■ Dataset records:
========
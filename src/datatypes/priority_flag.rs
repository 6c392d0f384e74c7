// ABOUTME: SMPP v3.4 priority_flag values for submit_sm and submit_multi
// ABOUTME: Levels 4-255 are reserved and rejected when options are built

use num_enum::TryFromPrimitive;

/// Message priority assigned by the originating ESME.
///
/// Networks map the level onto their own scheme: GSM treats anything above
/// zero as a priority message, ANSI-136 distinguishes bulk/normal/urgent/very
/// urgent, IS-95 normal/interactive/urgent/emergency.
#[derive(TryFromPrimitive)]
#[repr(u8)]
#[derive(Copy, Clone, Debug, PartialEq, Eq)]
pub enum PriorityFlag {
    /// Lowest priority, the SMSC default.
    Level0 = 0,
    Level1 = 1,
    Level2 = 2,
    /// Highest priority.
    Level3 = 3,
}

impl Default for PriorityFlag {
    fn default() -> Self {
        PriorityFlag::Level0
    }
}
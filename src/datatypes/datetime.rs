// ABOUTME: SMPP time fields (schedule_delivery_time, validity_period, final_date)
// ABOUTME: Validates the YYMMDDhhmmsstnnp layout; empty means "SMSC default / immediate"

use std::fmt;
use thiserror::Error;

#[derive(Debug, Clone, PartialEq, Eq, Error)]
pub enum DateTimeError {
    #[error("invalid time length: {actual} chars (expected 0 or 16)")]
    InvalidLength { actual: usize },

    #[error("invalid character {character:?} at position {position}")]
    InvalidCharacter { position: usize, character: char },

    #[error("{field} out of range: {value}")]
    OutOfRange { field: &'static str, value: u8 },
}

/// YY MM DD hh mm ss t nn p, where p is `+`/`-` for absolute times relative
/// to UTC and `R` for a relative period.
#[derive(Clone, PartialEq, Eq, Hash, Default)]
pub struct SmppDateTime(String);

impl SmppDateTime {
    pub fn new(value: &str) -> Result<Self, DateTimeError> {
        if value.is_empty() {
            return Ok(Self::immediate());
        }
        if value.len() != 16 {
            return Err(DateTimeError::InvalidLength {
                actual: value.len(),
            });
        }

        let bytes = value.as_bytes();
        for (position, &byte) in bytes[..15].iter().enumerate() {
            if !byte.is_ascii_digit() {
                return Err(DateTimeError::InvalidCharacter {
                    position,
                    character: byte as char,
                });
            }
        }
        let sign = bytes[15];
        if !matches!(sign, b'+' | b'-' | b'R') {
            return Err(DateTimeError::InvalidCharacter {
                position: 15,
                character: sign as char,
            });
        }

        let two = |at: usize| (bytes[at] - b'0') * 10 + (bytes[at + 1] - b'0');
        // relative periods count elapsed units, so zero month/day is legal
        if sign != b'R' {
            check("month", two(2), 1, 12)?;
            check("day", two(4), 1, 31)?;
        }
        check("hour", two(6), 0, 23)?;
        check("minute", two(8), 0, 59)?;
        check("second", two(10), 0, 59)?;
        check("utc offset", two(13), 0, 48)?;

        Ok(SmppDateTime(value.to_string()))
    }

    /// A time as the peer sent it. Non-conforming values are kept verbatim
    /// so one odd field does not cost the whole PDU; they fail to encode.
    pub fn from_peer(value: &str) -> Self {
        Self::new(value).unwrap_or_else(|_| SmppDateTime(value.to_string()))
    }

    pub fn immediate() -> Self {
        SmppDateTime(String::new())
    }

    pub fn is_immediate(&self) -> bool {
        self.0.is_empty()
    }

    pub fn is_relative(&self) -> bool {
        self.0.ends_with('R')
    }

    pub fn as_str(&self) -> &str {
        &self.0
    }
}

fn check(field: &'static str, value: u8, min: u8, max: u8) -> Result<(), DateTimeError> {
    if (min..=max).contains(&value) {
        Ok(())
    } else {
        Err(DateTimeError::OutOfRange { field, value })
    }
}

impl fmt::Debug for SmppDateTime {
    fn fmt(&self, f: &mut fmt::Formatter<'_>) -> fmt::Result {
        if self.is_immediate() {
            write!(f, "SmppDateTime(immediate)")
        } else {
            write!(f, "SmppDateTime({})", self.0)
        }
    }
}

impl fmt::Display for SmppDateTime {
    fn fmt(&self, f: &mut fmt::Formatter<'_>) -> fmt::Result {
        f.write_str(&self.0)
    }
}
========
■ Task brief: Beginning at the first line of the records, give again each line exactly as written, ending with the line that contains "treats anything above".

■ Output below:
filename src/datatypes/priority_flag.rs
repository 6c392d0f384e74c7
// ABOUTME: SMPP v3.4 priority_flag values for submit_sm and submit_multi
// ABOUTME: Levels 4-255 are reserved and rejected when options are built

use num_enum::TryFromPrimitive;

/// Message priority assigned by the originating ESME.
///
/// Networks map the level onto their own scheme: GSM treats anything above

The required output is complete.